Clarke scese dall'auto, la chiuse e percorse il breve vialetto che portava alla porta di casa di Lexa, sita in un complesso privato. Ebbe un secondo di esitazione, poi bussò, non ricevendo alcuna risposta tentò di nuovo e ci fu sempre esito negativo. Possibile non fosse ancora rientrata?

Mentre raggiungeva la propria macchina tirò fuori il cellulare e cercò di chiamarla, ma rispondeva la segreteria telefonica. Sempre più preoccupata, avviò il motore e tornò dove l'aveva lasciata. La cercò per un po' senza riuscire a trovarla, mentre al telefono continuava a rispondere la voce impersonale della segreteria.

Ormai nel panico decise di andare a casa, calmarsi e cercare di capire in che modo agire, continuando a domandarsi che fine avesse fatto l'altra.
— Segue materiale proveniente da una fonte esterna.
//! Provider quota headers and endpoint keys.
//!
//! The provider advertises limits as comma-separated `requests:window_seconds`
//! pairs, e.g. `X-App-Rate-Limit: 20:1,100:120`, and reports current usage in
//! the same shape through the matching `-Count` header.

use std::collections::HashMap;
use std::time::Duration;

use matchwatch_common::AppError;
use thiserror::Error;
use tracing::warn;
use url::Url;

/// Segments longer than this are treated as opaque identifiers.
const MAX_LITERAL_SEGMENT_LEN: usize = 32;

/// One advertised quota tier: `requests` calls per `window`.
#[derive(Debug, Clone, Copy, PartialEq, Eq)]
pub struct LimitTier {
    /// Requests allowed (or used, for count headers) in the window.
    pub requests: usize,
    /// Window length.
    pub window: Duration,
}

impl LimitTier {
    /// Create a tier.
    #[must_use]
    pub const fn new(requests: usize, window: Duration) -> Self {
        Self { requests, window }
    }
}

/// Error parsing a `requests:window` pair.
#[derive(Debug, Error, PartialEq, Eq)]
pub enum LimitParseError {
    #[error("malformed limit pair {0:?}, expected <requests>:<window-seconds>")]
    Malformed(String),
    #[error("limit pair {0:?} has a zero window")]
    ZeroWindow(String),
}

impl From<LimitParseError> for AppError {
    fn from(err: LimitParseError) -> Self {
        Self::Config(err.to_string())
    }
}

fn parse_pair(pair: &str) -> Result<LimitTier, LimitParseError> {
    let (requests, window) = pair
        .split_once(':')
        .ok_or_else(|| LimitParseError::Malformed(pair.to_string()))?;
    let requests: usize = requests
        .trim()
        .parse()
        .map_err(|_| LimitParseError::Malformed(pair.to_string()))?;
    let window: u64 = window
        .trim()
        .parse()
        .map_err(|_| LimitParseError::Malformed(pair.to_string()))?;
    if window == 0 {
        return Err(LimitParseError::ZeroWindow(pair.to_string()));
    }
    Ok(LimitTier::new(requests, Duration::from_secs(window)))
}

/// Parse a limit string strictly, rejecting any malformed pair.
///
/// Used for configured limits, where a typo should stop startup.
pub fn parse_limits_strict(raw: &str) -> Result<Vec<LimitTier>, LimitParseError> {
    raw.split(',')
        .map(str::trim)
        .filter(|pair| !pair.is_empty())
        .map(parse_pair)
        .collect()
}

/// Parse a limit header leniently, skipping malformed pairs with a warning.
#[must_use]
pub fn parse_limits(raw: &str) -> Vec<LimitTier> {
    raw.split(',')
        .map(str::trim)
        .filter(|pair| !pair.is_empty())
        .filter_map(|pair| match parse_pair(pair) {
            Ok(tier) => Some(tier),
            Err(e) => {
                warn!(header = raw, error = %e, "Ignoring malformed rate limit pair");
                None
            }
        })
        .collect()
}

/// Parse a `Retry-After` value given as a bare integer of seconds.
#[must_use]
pub fn parse_retry_after(raw: &str) -> Option<Duration> {
    raw.trim().parse::<u64>().ok().map(Duration::from_secs)
}

/// Case-insensitive header lookup over whatever map the caller has.
pub trait HeaderLookup {
    /// Return the value of `name`, if present and valid UTF-8.
    fn header(&self, name: &str) -> Option<&str>;
}

impl HeaderLookup for HashMap<String, String> {
    fn header(&self, name: &str) -> Option<&str> {
        self.iter()
            .find(|(key, _)| key.eq_ignore_ascii_case(name))
            .map(|(_, value)| value.as_str())
    }
}

impl HeaderLookup for [(&str, &str)] {
    fn header(&self, name: &str) -> Option<&str> {
        self.iter()
            .find(|(key, _)| key.eq_ignore_ascii_case(name))
            .map(|(_, value)| *value)
    }
}

impl HeaderLookup for reqwest::header::HeaderMap {
    fn header(&self, name: &str) -> Option<&str> {
        self.get(name).and_then(|value| value.to_str().ok())
    }
}

/// Build the per-endpoint tracker key: `"<METHOD> <normalized path>"`.
#[must_use]
pub fn endpoint_key(method: &str, endpoint: &str) -> String {
    format!("{} {}", method.trim().to_ascii_uppercase(), normalize_path(endpoint))
}

/// Reduce an endpoint to its route shape.
///
/// Scheme, host and query are dropped, and identifier-like segments become
/// `{id}`, so `/lol/match/v5/matches/NA1_4242?start=0` and
/// `/lol/match/v5/matches/EUW1_17` share one quota bucket.
#[must_use]
pub fn normalize_path(endpoint: &str) -> String {
    let path = match Url::parse(endpoint) {
        Ok(url) if url.has_host() => url.path().to_string(),
        _ => endpoint
            .split(['?', '#'])
            .next()
            .unwrap_or_default()
            .to_string(),
    };

    let segments: Vec<&str> = path
        .split('/')
        .filter(|segment| !segment.is_empty())
        .map(|segment| {
            if is_identifier(segment) {
                "{id}"
            } else {
                segment
            }
        })
        .collect();

    format!("/{}", segments.join("/"))
}

fn is_identifier(segment: &str) -> bool {
    if segment.len() > MAX_LITERAL_SEGMENT_LEN {
        return true;
    }
    segment.bytes().any(|b| b.is_ascii_digit()) && !is_version_marker(segment)
}

fn is_version_marker(segment: &str) -> bool {
    segment
        .strip_prefix('v')
        .is_some_and(|rest| !rest.is_empty() && rest.bytes().all(|b| b.is_ascii_digit()))
}

#[cfg(test)]
#[allow(clippy::unwrap_used)]
mod tests {
    use super::*;

    #[test]
    fn test_parse_limits() {
        let tiers = parse_limits("20:1,100:120");
        assert_eq!(
            tiers,
            vec![
                LimitTier::new(20, Duration::from_secs(1)),
                LimitTier::new(100, Duration::from_secs(120)),
            ]
        );
    }

    #[test]
    fn test_parse_limits_skips_malformed_pairs() {
        let tiers = parse_limits("20:1, abc ,5:0,7:x, 300:10");
        assert_eq!(
            tiers,
            vec![
                LimitTier::new(20, Duration::from_secs(1)),
                LimitTier::new(300, Duration::from_secs(10)),
            ]
        );
        assert!(parse_limits("").is_empty());
    }

    #[test]
    fn test_parse_limits_strict() {
        assert_eq!(parse_limits_strict("5:1").unwrap().len(), 1);
        assert_eq!(
            parse_limits_strict("5:1,oops"),
            Err(LimitParseError::Malformed("oops".to_string()))
        );
        assert_eq!(
            parse_limits_strict("5:0"),
            Err(LimitParseError::ZeroWindow("5:0".to_string()))
        );
    }

    #[test]
    fn test_parse_retry_after() {
        assert_eq!(parse_retry_after("7"), Some(Duration::from_secs(7)));
        assert_eq!(parse_retry_after(" 12 "), Some(Duration::from_secs(12)));
        assert_eq!(parse_retry_after("Wed, 21 Oct 2015 07:28:00 GMT"), None);
    }

    #[test]
    fn test_header_lookup_is_case_insensitive() {
        let mut headers = HashMap::new();
        headers.insert("x-app-rate-limit".to_string(), "20:1".to_string());
        assert_eq!(headers.header("X-App-Rate-Limit"), Some("20:1"));
        assert_eq!(headers.header("Retry-After"), None);

        let pairs: &[(&str, &str)] = &[("Retry-After", "3")];
        assert_eq!(pairs.header("retry-after"), Some("3"));
    }

    #[test]
    fn test_reqwest_header_lookup() {
        let mut headers = reqwest::header::HeaderMap::new();
        headers.insert("x-method-rate-limit", "250:10".parse().unwrap());
        assert_eq!(headers.header("X-Method-Rate-Limit"), Some("250:10"));
    }

    #[test]
    fn test_normalize_path() {
        assert_eq!(
            normalize_path("https://na1.api.example.gg/lol/match/v5/matches/NA1_4242?start=0"),
            "/lol/match/v5/matches/{id}"
        );
        assert_eq!(
            normalize_path("/lol/match/v5/matches/by-puuid/abcdefghijklmnopqrstuvwxyzABCDEFGHIJ/ids"),
            "/lol/match/v5/matches/by-puuid/{id}/ids"
        );
        assert_eq!(normalize_path("/status/"), "/status");
        assert_eq!(normalize_path(""), "/");
    }

    #[test]
    fn test_endpoint_key() {
        assert_eq!(
            endpoint_key("get", "/summoner/v4/summoners/12345"),
            "GET /summoner/v4/summoners/{id}"
        );
        assert_eq!(
            endpoint_key("GET", "/summoner/v4/summoners/98765"),
            endpoint_key("get", "/summoner/v4/summoners/12345?x=1")
        );
        assert_ne!(
            endpoint_key("POST", "/summoner/v4/summoners/1"),
            endpoint_key("GET", "/summoner/v4/summoners/1")
        );
    }
}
Giunta al condominio dove abitava, attraversò il cortile interno decorato con palme, panchine e una piccola fontana, e salì le scale in ferro che portavano al ballatoio del primo piano, dove erano ubicati tre appartamenti, tra i quali il suo. Camminando scrisse un messaggio a Lexa, pregandola di farsi viva non appena avesse letto, ma quando alzò gli occhi si bloccò, incredula nel vedere l'altra seduta di fronte alla sua porta, con le braccia poggiate sulle ginocchia e la schiena al battente.

«Finalmente. Scommetto che sei stata da Raven» le disse, per poi alzarsi in piedi.

Clarke la raggiunse e le diede uno spintone.

«Stronza! Perché non rispondi al telefono?! È un'ora che ti cerco, sono anche tornata al mare!»

«Ho il telefono scarico.»

«Mi hai fatto prendere un colpo!» continuò, ignorando la sua spiegazione.

«Credevo ti fosse successo qualcosa!»

«Ho il telefono scarico!» ripeté.

«Ammettilo che volevi vendicarti perché ti ho lasciata a piedi e...»

«Cazzo!» sbottò Lexa afferrandola e zittendola con un bacio mozzafiato.

«Ho il telefono scarico» mormorò contro le sue labbra.

«Ho avuto paura» ribatté Clarke, guardandola negli occhi.

«Scusami... anche per come mi sono comportata con te, ho esagerato.»

«Mi dispiace averti piantato in asso... solo che... ecco, forse mi ha irritata il fatto che in parte avessi ragione. Ma non è vero che flirto con tutte! E comunque cercherò di non farlo più, ora che ci sei tu.»
Lexa sorrise.

«Ora che ci sono io?»

«Certo... Raven dice che sei la mia ragazza.»

«Oh beh, se lo dice lei, allora è così!» continuò a sorridere.

«E, visto che sono la tua ragazza, mi fai entrare?»

«In che senso?» ribatté Clarke, sorridendo maliziosa.

«In ogni senso» mormorò Lexa, baciandola di nuovo.